Action item -> In the entries below, how many lines contain the string "count"? Give the number by itself.

++++++++++++++++++++

use anyhow::{Result, anyhow};
use nudge_bot::config::Config;
use nudge_bot::database::connection::DatabaseManager;
use nudge_bot::database::models::Person;
use nudge_bot::utils::validation::{parse_chat_id, validate_person_name};
use std::env;
use std::io;
use std::path::Path;

#[tokio::main]
async fn main() -> Result<()> {
    // Initialize basic logging for the migration
    env_logger::init();
    dotenvy::dotenv().ok();

    // Parse command line arguments
    let args: Vec<String> = env::args().collect();
    let command = args.get(1).map(|s| s.as_str()).unwrap_or("migrate");

    match command {
        "migrate" | "up" => run_migrations().await,
        "check" => check_database().await,
        "reset" => reset_database().await,
        "add-user" => add_user(&args[2..]).await,
        "help" | "--help" | "-h" => {
            print_help();
            Ok(())
        }
        _ => {
            eprintln!("Unknown command: {command}");
            print_help();
            std::process::exit(1);
        }
    }
}

async fn run_migrations() -> Result<()> {
    println!("🔧 Nudge Bot - Database Migration Tool");
    println!("======================================");

    let database_url = Config::database_url_from_env();
    println!("📊 Database URL: {}", mask_url(&database_url));

    ensure_sqlite_directory(&database_url)?;

    println!("🚀 Running database migrations...");

    let db_manager = DatabaseManager::new(&database_url).await
        .map_err(|e| anyhow!("Failed to connect to database: {}", e))?;

    match db_manager.run_migrations().await {
        Ok(_) => {
            println!("✅ Migrations completed successfully!");
            println!("\n🎯 Your Nudge Bot database is ready!");
        }
        Err(e) => {
            eprintln!("❌ Migration failed: {e}");
            std::process::exit(1);
        }
    }

    Ok(())
}

async fn check_database() -> Result<()> {
    println!("🔍 Checking database connection and schema...");

    let database_url = Config::database_url_from_env();
    println!("📊 Database URL: {}", mask_url(&database_url));

    let db_manager = DatabaseManager::new(&database_url).await
        .map_err(|e| anyhow!("Failed to connect to database: {}", e))?;

    // Try to query the database to check if tables exist
    match check_tables(&db_manager).await {
        Ok(tables) => {
            println!("✅ Database connection successful!");
            println!("📋 Found tables:");
            for table in tables {
                println!("  • {table}");
            }
            match Person::count(&db_manager.pool).await {
                Ok(count) => println!("👥 Registered people: {count}"),
                Err(e) => println!("⚠️  Could not count people: {e}"),
            }
        }
        Err(e) => {
            println!("⚠️  Database check failed: {e}");
            println!("💡 Try running 'migrate up' to create the schema");
        }
    }

    Ok(())
}

async fn reset_database() -> Result<()> {
    println!("⚠️  WARNING: This will delete ALL people, cooldowns and wake logs!");
    println!("🤔 Are you sure you want to continue? (yes/no)");

    let mut input = String::new();
    io::stdin().read_line(&mut input)?;

    if input.trim().to_lowercase() != "yes" {
        println!("❌ Reset cancelled.");
        return Ok(());
    }

    let database_url = Config::database_url_from_env();

    // For SQLite, we can just delete the file
    match sqlite_path(&database_url) {
        Some(db_path) => {
            if Path::new(db_path).exists() {
                std::fs::remove_file(db_path)?;
                println!("🗑️  Deleted database file: {db_path}");
            }
        }
        None => return Err(anyhow!("Reset is only supported for SQLite databases")),
    }

    // Run migrations to recreate the schema
    println!("🔄 Recreating database schema...");
    run_migrations().await?;

    println!("✅ Database reset completed!");

    Ok(())
}

async fn add_user(args: &[String]) -> Result<()> {
    let (name, chat_id) = match args {
        [name, chat_id, ..] => (name.trim(), chat_id.trim()),
        _ => {
            print_help();
            return Err(anyhow!("add-user needs a name and a chat id"));
        }
    };
    let tracking_token = args.get(2).map(|t| t.trim().to_string()).filter(|t| !t.is_empty());

    validate_person_name(name)?;
    let chat_id = parse_chat_id(chat_id)?;

    let database_url = Config::database_url_from_env();
    ensure_sqlite_directory(&database_url)?;
    let db_manager = DatabaseManager::new(&database_url).await
        .map_err(|e| anyhow!("Failed to connect to database: {}", e))?;
    db_manager.run_migrations().await?;

    if Person::find_by_name(&db_manager.pool, name).await?.is_some() {
        return Err(anyhow!("A person named '{}' already exists", name));
    }

    let person = Person::create(&db_manager.pool, name, Some(chat_id.to_string()), tracking_token).await?;
    println!(
        "✅ Added {} (chat {}, Toggl {})",
        person.name,
        chat_id,
        if person.tracking_token.is_some() { "linked" } else { "not linked" }
    );

    Ok(())
}

async fn check_tables(db_manager: &DatabaseManager) -> Result<Vec<String>> {
    let tables = sqlx::query_scalar::<_, String>(
        "SELECT name FROM sqlite_master WHERE type='table' ORDER BY name"
    )
    .fetch_all(&db_manager.pool)
    .await?;

    Ok(tables)
}

fn sqlite_path(url: &str) -> Option<&str> {
    url.strip_prefix("sqlite://").or_else(|| url.strip_prefix("sqlite:"))
}

fn ensure_sqlite_directory(url: &str) -> Result<()> {
    if let Some(db_path) = sqlite_path(url) {
        if let Some(parent) = Path::new(db_path).parent() {
            if !parent.as_os_str().is_empty() && !parent.exists() {
                println!("📁 Creating directory: {}", parent.display());
                std::fs::create_dir_all(parent)?;
            }
        }
    }
    Ok(())
}

fn mask_url(url: &str) -> String {
    // Simple URL masking for security (don't show full paths in production)
    match sqlite_path(url).and_then(|path| Path::new(path).file_name()) {
        Some(filename) => format!("sqlite:.../{}", filename.to_string_lossy()),
        None => url.to_string(),
    }
}

fn print_help() {
    println!("⏰ Nudge Bot - Database Migration Tool");
    println!();
    println!("USAGE:");
    println!("    migrate [COMMAND]");
    println!();
    println!("COMMANDS:");
    println!("    migrate, up                               Run database migrations (default)");
    println!("    check                                     Check database connection and schema");
    println!("    reset                                     Reset database (SQLite only) - DESTRUCTIVE!");
    println!("    add-user <name> <chat_id> [toggl_token]   Register someone who can be woken");
    println!("    help                                      Show this help message");
    println!();
    println!("ENVIRONMENT:");
    println!("    DATABASE_URL   Database connection string (default: sqlite:./data/nudge.db)");
    println!();
    println!("EXAMPLES:");
    println!("    migrate                              # Run migrations");
    println!("    migrate add-user alice 123456789     # Register alice");
    println!("    migrate check                        # Check database status");
    println!();
}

++++++++++++++++++++

Task result -> 3